- Dates active: 2015–2017

= Network (Russia) =

Allegedly existed terrorist organization

“Network” («Сеть») was allegedly an anti-government anarchist organization active in Russia in 2015–2017. Its alleged members were arrested in 2017 and sentenced on 10 February 2020 by the Russian military court in Penza to prison terms from 6 to 18 years.

- Dmitri Pchelintsev — sentenced to 18 years in maximum security prison.
- Ilya Shakursky — sentenced to 16 years in maximum security prison and a fine of 50,000 roubles (about $536 U.S. dollars as of April 2024).
- Andrew Chernov — sentenced to 14 years in maximum security prison.
- Maxim Ivankin — sentenced to 13 years in maximum security prison.
- Mikhail Kulkov — sentenced to 10 years in maximum security prison.
- Vasiliy Kuksov — sentenced to 9 years in prison.
- Arman Sagynbaev — sentenced to 6 years in prison.

The case of "Network" caused a wide condemnation in Russia, with many protesting against the trials and sentencing.

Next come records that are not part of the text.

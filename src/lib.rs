//! racketbook - table-tennis equipment notebook
//!
//! Suggests racket and rubber combinations for a playstyle, labels any
//! combination by speed, spin and control, and keeps a history of saved
//! combinations in a JSON document or a SQLite database.

pub mod application;
pub mod config;
pub mod domain;
pub mod error;
pub mod infrastructure;
pub mod presentation;

// Re-exports for convenience
pub use application::{CombinationService, Pick, ServiceError, Suggestion};
pub use config::{Config, StorageBackend};
pub use domain::entities::{Combination, CombinationDraft};
pub use domain::ports::{CombinationStore, StoreError};
pub use domain::services::{classify, EquipmentCatalog, EquipmentSet};
pub use domain::value_objects::{CombinationId, Playstyle};
pub use error::{RacketbookError, RacketbookResult};
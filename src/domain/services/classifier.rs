//! Heuristic playstyle classifier
//!
//! Scores a racket + rubber combination on three axes (speed, spin,
//! control) by matching known vendor/model tokens in the equipment names,
//! then buckets each axis into a descriptive phrase.
//!
//! The function is pure: the same names always produce the same label, and
//! swapping front and back rubbers does not change it.

/// Signed contribution of one matched token.
#[derive(Debug, Clone, Copy, PartialEq, Eq)]
struct Delta {
    speed: i32,
    spin: i32,
    control: i32,
}

const fn delta(speed: i32, spin: i32, control: i32) -> Delta {
    Delta {
        speed,
        spin,
        control,
    }
}

/// Substring rules applied to each rubber name. Matches stack.
const RUBBER_RULES: &[(&str, Delta)] = &[
    ("tenergy", delta(1, 1, 0)),
    ("tenergy 05", delta(0, 1, 0)),
    ("tenergy 64", delta(1, 0, 0)),
    ("dignics", delta(1, 2, 0)),
    ("hurricane", delta(0, 2, 0)),
    ("neo", delta(0, 1, -1)),
    ("rasanter", delta(1, 1, 0)),
    ("bluefire", delta(1, 1, 0)),
    ("vega", delta(1, 0, 1)),
    ("palio", delta(0, 0, 1)),
    ("cj8000", delta(0, 1, 1)),
    ("mark v", delta(0, 1, 1)),
    ("sriver", delta(0, 0, 2)),
    ("pips", delta(-1, -1, 1)),
    ("anti", delta(-1, -2, 1)),
];

/// Substring rules applied to the racket name.
const RACKET_RULES: &[(&str, Delta)] = &[
    ("viscaria", delta(1, 0, 0)),
    ("alc", delta(1, 0, -1)),
    ("zlc", delta(1, 0, -1)),
    ("carbon", delta(1, 0, 0)),
    ("defensive", delta(-2, 0, 2)),
    ("allround", delta(0, 0, 1)),
    ("all-round", delta(0, 0, 1)),
];

/// Separator between the three phrases of a label.
pub const LABEL_SEPARATOR: &str = " / ";

pub const SPEED_TIERS: [&str; 3] = ["fast", "medium", "calm"];
pub const SPIN_TIERS: [&str; 3] = ["high spin", "moderate spin", "light spin"];
pub const CONTROL_TIERS: [&str; 3] = ["high control", "standard handling", "hard to control"];

/// Raw accumulator values for a combination.
#[derive(Debug, Clone, Copy, Default, PartialEq, Eq, serde::Serialize)]
pub struct PlayScore {
    pub speed: i32,
    pub spin: i32,
    pub control: i32,
}

impl PlayScore {
    fn apply(&mut self, name: &str, rules: &[(&str, Delta)]) {
        if name.is_empty() {
            return;
        }
        let lowered = name.to_lowercase();
        for (token, d) in rules {
            if lowered.contains(token) {
                self.speed += d.speed;
                self.spin += d.spin;
                self.control += d.control;
            }
        }
    }

    pub fn speed_phrase(&self) -> &'static str {
        bucket(self.speed, 3, 1, SPEED_TIERS)
    }

    pub fn spin_phrase(&self) -> &'static str {
        bucket(self.spin, 4, 2, SPIN_TIERS)
    }

    pub fn control_phrase(&self) -> &'static str {
        bucket(self.control, 3, 1, CONTROL_TIERS)
    }

    /// e.g. `fast / moderate spin / hard to control`
    pub fn label(&self) -> String {
        [self.speed_phrase(), self.spin_phrase(), self.control_phrase()].join(LABEL_SEPARATOR)
    }
}

fn bucket(value: i32, high: i32, mid: i32, tiers: [&'static str; 3]) -> &'static str {
    if value >= high {
        tiers[0]
    } else if value >= mid {
        tiers[1]
    } else {
        tiers[2]
    }
}

/// Score a combination without bucketing.
pub fn score(racket: &str, front: &str, back: &str) -> PlayScore {
    let mut score = PlayScore::default();
    score.apply(front, RUBBER_RULES);
    score.apply(back, RUBBER_RULES);
    score.apply(racket, RACKET_RULES);
    score
}

/// Describe a combination's character, e.g. `calm / light spin / high control`.
pub fn classify(racket: &str, front: &str, back: &str) -> String {
    score(racket, front, back).label()
}
//! Error types for racketbook
//!
//! Uses `thiserror` for library errors; the binary wraps these in `anyhow`.

use std::path::PathBuf;
use thiserror::Error;

use crate::application::ServiceError;
use crate::domain::policies::ValidationError;
use crate::domain::ports::StoreError;

/// Result type alias for racketbook operations
pub type RacketbookResult<T> = Result<T, RacketbookError>;

/// Main error type for racketbook operations
#[derive(Error, Debug)]
pub enum RacketbookError {
    /// Configuration file could not be read or parsed
    #[error("invalid configuration in {}: {message}", file.display())]
    InvalidConfig { file: PathBuf, message: String },

    /// IO error
    #[error("IO error: {0}")]
    Io(#[from] std::io::Error),

    #[error(transparent)]
    Service(#[from] ServiceError),

    #[error(transparent)]
    Store(#[from] StoreError),
}

impl From<ValidationError> for RacketbookError {
    fn from(err: ValidationError) -> Self {
        RacketbookError::Service(ServiceError::Validation(err))
    }
}

impl RacketbookError {
    /// Process exit code for this error: 2 for invalid input, 3 for a
    /// missing record, 1 otherwise.
    pub fn exit_code(&self) -> i32 {
        match self {
            RacketbookError::Service(ServiceError::Validation(_))
            | RacketbookError::Service(ServiceError::InvalidSelection { .. }) => 2,
            RacketbookError::Service(ServiceError::Store(StoreError::NotFound { .. }))
            | RacketbookError::Store(StoreError::NotFound { .. }) => 3,
            _ => 1,
        }
    }
}
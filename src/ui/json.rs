//! JSON output for `--json`.
//!
//! Every command prints exactly one JSON document on stdout.

use std::io::{self, Write};

/// Write one JSON document followed by a newline.
pub fn write_document(out: &mut impl Write, doc: &serde_json::Value) -> io::Result<()> {
    let line = serde_json::to_string(doc).map_err(|e| io::Error::new(io::ErrorKind::InvalidData, e))?;
    out.write_all(line.as_bytes())?;
    out.write_all(b"\n")?;
    Ok(())
}

/// Convenience helper that writes to stdout.
pub fn emit(doc: serde_json::Value) -> io::Result<()> {
    let mut out = io::stdout().lock();
    write_document(&mut out, &doc)
}

#[cfg(test)]
mod tests {
    use super::*;

    #[test]
    fn document_is_single_line() {
        let mut out = Vec::new();
        write_document(
            &mut out,
            &serde_json::json!({ "command": "list", "combinations": [] }),
        )
        .unwrap();

        let text = String::from_utf8(out).unwrap();
        assert_eq!(text.lines().count(), 1);
        assert!(text.ends_with('\n'));
    }
}
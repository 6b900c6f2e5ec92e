//! Combinations Use Case
//!
//! Suggest equipment for a playstyle, save drafts, and manage the saved
//! history through whichever store is configured.
//!
//! This module handles:
//! - Picking a suggestion from the catalog (random or by index)
//! - Validating and timestamping drafts before they are stored
//! - Listing, deleting, duplicating and exporting saved records

mod use_case;

pub use use_case::{CombinationService, Pick, ServiceError, Suggestion};
//! Application Layer
//!
//! Use cases that orchestrate the business flow.
//! This layer:
//! - Depends on Domain layer (entities, services, ports)
//! - Does NOT contain business rules (those are in Domain)
//! - Coordinates between Infrastructure and Domain
//!
//! ## Use Cases
//!
//! - `CombinationService` - suggest, save, list, delete, duplicate and export

pub mod combinations;

pub use combinations::{CombinationService, Pick, ServiceError, Suggestion};
//! Data directory resolution.
//!
//! The data directory holds the JSON document or the SQLite database. It is
//! resolved once at startup:
//! 1. `RACKETBOOK_DATA_DIR` environment variable (also used for test isolation)
//! 2. `dirs::data_dir()/racketbook` (e.g. `~/.local/share/racketbook`)
//! 3. `./.racketbook` when no platform data directory exists

use std::path::PathBuf;

/// Environment variable that overrides the data directory.
pub const DATA_DIR_VAR: &str = "RACKETBOOK_DATA_DIR";

/// Default data directory when neither config nor CLI names one.
pub fn default_data_dir() -> PathBuf {
    if let Some(dir) = std::env::var_os(DATA_DIR_VAR).filter(|v| !v.is_empty()) {
        return PathBuf::from(dir);
    }
    dirs::data_dir()
        .map(|d| d.join("racketbook"))
        .unwrap_or_else(|| PathBuf::from(".racketbook"))
}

Andrei Kolesnikov from the Carnegie Moscow Center went on to label the story of the "Network" as "the return of Stalinist show trials", referencing the Moscow trials instigated by Joseph Stalin in the Soviet Union between 1936 and 1938. According to Amnesty International's representative, the organization itself had never existed; Amnesty International had previously expressed concern about torture and other ill-treatment used by FSB to extract confessions from the defendants. Memorial Society from Moscow also claimed that the whole case was fabricated and politically motivated, and designated the accused as political prisoners.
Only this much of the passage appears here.